[Bioperl-l] coloring of HSPs in blast panel

Chris Fields cjfields at uiuc.edu
Wed Nov 28 18:43:58 UTC 2007


On Nov 26, 2007, at 7:41 PM, Steve Chervitz wrote:

> Chris,
>
> Cood catch. You're on track here with one exception: WU blast and NCBI
> blast behave differently in what they report in the hit table: WU
> blast puts the raw score in the table not the bit score as NCBI blast
> does (see example below for reference). WU blast also swaps their
> location in the HSP header relative to how NCBI reports it. It would
> be good to verify that the blast parser isn't befuddled by this. A
> quick look at SearchIO::blast and it appears that data from the hit
> table is always getting stored as score, not bits for WU blast. Not
> sure if the HSP section data are parsed correctly. I'd recommend
> looking into these things when you do your fixes.

What I have now after commits is:

GenericHit - use the best HSP when possible for bits, score/raw_score,  
significance.  When there is no HSP, construct a minimal Hit object  
using hit table data (WUBLAST maps the score to raw_score, NCBI BLAST  
maps to bits(), both map evalue/pvalue to significance).  HSP mapping  
seems to be correct.

One issue that has popped up is GenericHit::significance  
preferentially uses the best HSP.  However, GenericHSP::significance  
uses evalues preferentially over pvalues; both Expect and P appear to  
be parsed for WU-BLAST HSPs now (so the evalue is reported); this  
apparently wasn't always the case if I read the GenericHit docs  
correctly.  As NCBI BLAST doesn't report pvalues we could change that  
so it preferentially returns a pvalue if present, falling back to an  
evalue.   This would match what is found hit table more closely and  
resembles what is documented for the method (for significance(), WU- 
BLAST gets pvalues, NCBI BLAST gets evalues).

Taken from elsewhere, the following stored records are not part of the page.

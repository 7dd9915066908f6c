//! Error types for the API client
//!
//! Faults (transport failures, token problems, bad parameters) are `Err(ApiError)`.
//! Rejections reported by iiko inside a response body are not errors at this level;
//! they come back as [`Outcome::Error`](crate::response::Outcome::Error).

use std::fmt;
use thiserror::Error;

/// Result type alias for API operations
pub type ApiResult<T> = Result<T, ApiError>;

/// API client errors
#[derive(Error, Debug)]
pub enum ApiError {
    /// Exchanging the API login for a bearer token failed
    #[error("{context}: failed to obtain access token: {message}")]
    TokenAcquisition {
        /// Where the exchange was attempted
        context: ErrorContext,
        /// Transport error or vendor `errorDescription`
        message: String,
    },

    /// Token state was queried before any token was acquired
    #[error("token state unavailable in {operation}: {message}")]
    TokenState {
        /// Operation that needed the token
        operation: &'static str,
        /// What was missing
        message: String,
    },

    /// A required parameter was missing or empty; no request was sent
    #[error("invalid parameter for {operation}: {message}")]
    Parameter {
        /// Endpoint operation that rejected the parameter
        operation: &'static str,
        /// Which parameter and why
        message: String,
    },

    /// Transport failure or unreadable response body
    #[error("{context}: request failed: {message}")]
    RequestFailed {
        /// Request that failed
        context: ErrorContext,
        /// Underlying failure
        message: String,
    },

    /// Configuration error
    #[error("Configuration error: {0}")]
    Config(String),

    /// Missing environment variable
    #[error("Missing environment variable: {0}")]
    MissingEnvVar(String),

    /// A configured header name or value is not valid HTTP
    #[error("Invalid header {name}: {message}")]
    InvalidHeader {
        /// Header name as configured
        name: String,
        /// Parse failure
        message: String,
    },

    /// JSON serialization/deserialization failed
    #[error("JSON error: {0}")]
    Json(#[from] serde_json::Error),
}

impl ApiError {
    /// Create a configuration error
    pub fn config(msg: impl Into<String>) -> Self {
        Self::Config(msg.into())
    }

    /// Create a missing env var error
    pub fn missing_env(var: impl Into<String>) -> Self {
        Self::MissingEnvVar(var.into())
    }

    /// Create a parameter error
    pub fn parameter(operation: &'static str, message: impl Into<String>) -> Self {
        Self::Parameter {
            operation,
            message: message.into(),
        }
    }

    /// Create a token acquisition error
    pub fn token_acquisition(context: ErrorContext, message: impl Into<String>) -> Self {
        Self::TokenAcquisition {
            context,
            message: message.into(),
        }
    }

    /// Create a request failure
    pub fn request_failed(context: ErrorContext, message: impl Into<String>) -> Self {
        Self::RequestFailed {
            context,
            message: message.into(),
        }
    }

    /// Check if this error came from the token lifecycle
    #[must_use]
    pub fn is_token_error(&self) -> bool {
        matches!(self, Self::TokenAcquisition { .. } | Self::TokenState { .. })
    }

    /// Check if this error is a transport-level failure
    #[must_use]
    pub fn is_transport_error(&self) -> bool {
        matches!(self, Self::RequestFailed { .. })
    }

    /// Check if this error was raised before anything was sent
    #[must_use]
    pub fn is_parameter_error(&self) -> bool {
        matches!(self, Self::Parameter { .. })
    }
}

/// Error context for better debugging
#[derive(Debug, Clone)]
pub struct ErrorContext {
    /// Request ID for correlation
    pub request_id: Option<String>,
    /// Endpoint that was called
    pub endpoint: String,
    /// HTTP method used
    pub method: String,
}

impl ErrorContext {
    /// Context for a POST to `endpoint`
    pub fn post(endpoint: impl Into<String>, request_id: Option<String>) -> Self {
        Self {
            request_id,
            endpoint: endpoint.into(),
            method: "POST".to_string(),
        }
    }
}

impl fmt::Display for ErrorContext {
    fn fmt(&self, f: &mut fmt::Formatter<'_>) -> fmt::Result {
        write!(f, "{} {}", self.method, self.endpoint)?;
        if let Some(ref id) = self.request_id {
            write!(f, " (request_id: {id})")?;
        }
        Ok(())
    }
}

> So in the end, WU blast HSPs that are built from the hit table should
> report a value for raw_score and punt on bits, but NCBI HSPs so
> constructed should do the opposite. The downside to this arrangement
> is that code that works for NCBI blast hits will need modification to
> work for WU blast hits, but that is just the nature of the data. It
> shouldn't be an issue for the majority of users that stick with one
> flavor of blast and don't switch back and forth, or for users that get
> their HSP scoring data from HSP sections rather than relying on the
> hit table.

In general I get my data from the HSPs, so this shouldn't be a  
significant issue (bad pun).  I did find that changing it so that Hit  
objects use HSP data pointed out issues with test data; hit table raw/ 
bit scores were rounded from the HSP score data or vice versa since  
all data came from the hit table, so tests flunked.

I think changing the way minimal hit objects report data (particularly  
for NCBI BLAST) will lead to a lot of confusion unless we clarify  
warnings when one or the other is missing (as you also indicated).   
I'm working on that now.

> Ideally, the HSP object would know whether it was NCBI or WU-based and
> issue an informative warning when attempting to access data it doesn't
> have. One solution might be for the parser to put a 'WU-' in front of
> the algorithm name for WU blast reports, so it would then be available
> for the contained hit/hsp objects. This could break anything dependent
> on algorithm name, so it would need some testing.
>
> Steve


I can probably work around as noted above that unless you think it's  
warranted to add a 'WU' designation (the version info in the Result  
object has 'WashU' attached, so one could feasibly use that for  
distinguishing the two report types).

Anyway, I'm committing my first batch of fixes, the significance test  
will fail for at least a day until I can look into it more.